Seit 25 Jahren lohnt sich ein Ausflug in den stillgelegten Teil des Wasserwerks Friedrichshagen am Ufer des Müggelsees für Geschichtsbegeisterte und Technikfans. Drei Schöpfmaschinenhäuser und ein Sammelbrunnen, vor allem aber das alte Kesselhaus mit vielen Fotos und Exponaten sowie Zugang zur original erhaltenen Maschinenhalle lassen die Anfänge der städtischen Wasserversorgung auferstehen. In der Sonderschau geht es mehr um die Menschen, die diese Entwicklung möglich machten. Per Fotografien aus dem Museumsbestand sowie privater Bilder aus den Familienalben der Mitarbeiter nebst Texten kann man die Entwicklung der Wasserversorgung und Entwässerung Berlins von 1856 bis heute chronologisch nachvollziehen.

Fotografie war im 19. Jahrhundert noch eine aufwendige und teure Angelegenheit, einigen Hoffotografen vorbehalten. Dementsprechend ernst sind die Mienen der Abgelichteten, die sich in Schlips und Anzug präsentierten wie Henry Gill, Gründer des Wasserwerks Friedrichshagen und Direktor der Städtischen Wasserwerke Berlin.

Fotos um 1890 zeigen Männer mit Schirmmützen bei der Verlegung großer Druckrohre durch die Jungfernheide zwischen Sandbergen und Holzgerüsten - ein Bild, das an alte Western zur Zeit des Eisenbahnbaus in den USA erinnert. Ab 1917 wurden wegen des Männermangels im Krieg die ersten Frauen eingestellt, verdienten allerdings nur 20 Prozent des Männerlohns. Die allererste hieß ausgerechnet Fräulein Wunder, wirkte in der Kataster-Buchhaltung und wurde 1919 trotz der erlassenen Demobilmachungsverordnung auf Wunsch des Unternehmens in ein festes Arbeitsverhältnis übernommen.
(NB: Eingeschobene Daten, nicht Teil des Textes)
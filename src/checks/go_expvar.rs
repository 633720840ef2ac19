use std::collections::BTreeMap;
use std::sync::Arc;
use std::time::Duration;

use async_trait::async_trait;
use moka::future::Cache;
use reqwest::Client;
use serde::{Deserialize, Serialize};

use crate::config::EnrichmentConfig;
use crate::metrics::ServiceMetrics;
use crate::sync::CheckKind;
use crate::types::ServiceRecord;
use crate::{AppError, Result};

const CACHE_CAPACITY: u64 = 10_000;

/// Route every go service exposes to describe its own expvar check.
pub const SELF_DESCRIBE_PATH: &str = "/datadog/expvar";

/// Field order is the write order, so the derived `Ord` is the intended
/// total order.
#[derive(Debug, Clone, Default, PartialEq, Eq, PartialOrd, Ord, Serialize, Deserialize)]
pub struct ExpvarInstance {
    #[serde(default)]
    pub expvar_url: String,
    #[serde(default)]
    pub tags: Vec<String>,
    #[serde(default)]
    pub metrics: Vec<BTreeMap<String, String>>,
}

/// Where go-expvar instances come from: each service describes itself.
#[async_trait]
pub trait RemoteConfigSource: Send + Sync {
    async fn fetch(&self, url: &str) -> Result<ExpvarInstance>;
}

pub struct HttpConfigSource {
    client: Client,
}

impl HttpConfigSource {
    pub fn new(timeout: Duration) -> Result<Self> {
        let client = Client::builder()
            .timeout(timeout)
            .build()
            .map_err(|e| AppError::Enrichment(format!("Could not build HTTP client: {}", e)))?;
        Ok(Self { client })
    }
}

#[async_trait]
impl RemoteConfigSource for HttpConfigSource {
    async fn fetch(&self, url: &str) -> Result<ExpvarInstance> {
        let response = self
            .client
            .get(url)
            .send()
            .await
            .and_then(|r| r.error_for_status())
            .map_err(|e| AppError::Enrichment(format!("Could not GET url '{}': {}", url, e)))?;

        let body = response
            .bytes()
            .await
            .map_err(|e| AppError::Enrichment(format!("Could not read response '{}': {}", url, e)))?;

        serde_yaml::from_slice(&body).map_err(|e| {
            AppError::Enrichment(format!("Could not parse response as YAML '{}': {}", url, e))
        })
    }
}

/// Caches answers per URL for `ttl` and failures for `negative_ttl`, so an
/// unchanged or unreachable service is not queried on every snapshot.
pub struct CachedConfigSource {
    inner: Arc<dyn RemoteConfigSource>,
    hits: Cache<String, Arc<ExpvarInstance>>,
    failures: Cache<String, String>,
}

impl CachedConfigSource {
    pub fn new(inner: Arc<dyn RemoteConfigSource>, config: &EnrichmentConfig) -> Self {
        Self {
            inner,
            hits: Cache::builder()
                .max_capacity(CACHE_CAPACITY)
                .time_to_live(config.ttl)
                .build(),
            failures: Cache::builder()
                .max_capacity(CACHE_CAPACITY)
                .time_to_live(config.negative_ttl)
                .build(),
        }
    }
}

#[async_trait]
impl RemoteConfigSource for CachedConfigSource {
    async fn fetch(&self, url: &str) -> Result<ExpvarInstance> {
        if let Some(hit) = self.hits.get(url).await {
            return Ok(hit.as_ref().clone());
        }
        if let Some(reason) = self.failures.get(url).await {
            return Err(AppError::Enrichment(format!("{} (cached failure)", reason)));
        }

        match self.inner.fetch(url).await {
            Ok(instance) => {
                self.hits
                    .insert(url.to_string(), Arc::new(instance.clone()))
                    .await;
                Ok(instance)
            }
            Err(e) => {
                self.failures.insert(url.to_string(), e.to_string()).await;
                Err(e)
            }
        }
    }
}

pub struct GoExpvarCheck {
    source: Arc<dyn RemoteConfigSource>,
    metrics: Arc<ServiceMetrics>,
}

impl GoExpvarCheck {
    pub fn new(source: Arc<dyn RemoteConfigSource>, metrics: Arc<ServiceMetrics>) -> Self {
        Self { source, metrics }
    }
}

#[async_trait]
impl CheckKind for GoExpvarCheck {
    type Instance = ExpvarInstance;

    fn name(&self) -> &'static str {
        "go-expvar"
    }

    async fn project(&self, service: &ServiceRecord) -> Option<ExpvarInstance> {
        let url = format!(
            "http://{}:{}{}",
            service.address, service.port, SELF_DESCRIBE_PATH
        );

        match self.source.fetch(&url).await {
            Ok(instance) if instance.expvar_url.is_empty() => {
                tracing::debug!(service = %service.name, %url, "Remote config has no expvar_url");
                None
            }
            Ok(instance) => Some(instance),
            Err(e) => {
                self.metrics.inc_enrichment_failure();
                tracing::warn!(service = %service.name, %url, error = %e, "Could not get remote config");
                None
            }
        }
    }
}
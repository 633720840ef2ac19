//! Agent check types: one [`CheckKind`](crate::sync::CheckKind) per check.

mod go_expvar;
mod php_fpm;
mod rabbitmq;
mod redisdb;
mod tcp;

pub use go_expvar::{
    CachedConfigSource, ExpvarInstance, GoExpvarCheck, HttpConfigSource, RemoteConfigSource,
    SELF_DESCRIBE_PATH,
};
pub use php_fpm::{PhpFpmCheck, PhpFpmInstance};
pub use rabbitmq::{RabbitMqCheck, RabbitMqInstance};
pub use redisdb::{RedisCheck, RedisInstance};
pub use tcp::{TcpCheck, TcpInstance};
Ab 1920 fusionierten sieben Städte plus unzählige Gemeinden, Landkreise und Gutsbezirke zu Großberlin, die Städtischen Wasserwerke verbanden die bis dahin selbstständigen Rohrnetze zu einem modernen Großstadtnetz. Vieles davon wurde im Krieg einige Jahre später wieder zerstört.

Vergleicht man die alten Schwarz-Weiß-Fotos mit den großformatigen Farbbildern von heute, wird klar: So wie sich das Berufsbild des Wasserwerkers hin zum modernen High-Tech-Arbeiter verändert hat, hat sich auch die Fotografie verändert.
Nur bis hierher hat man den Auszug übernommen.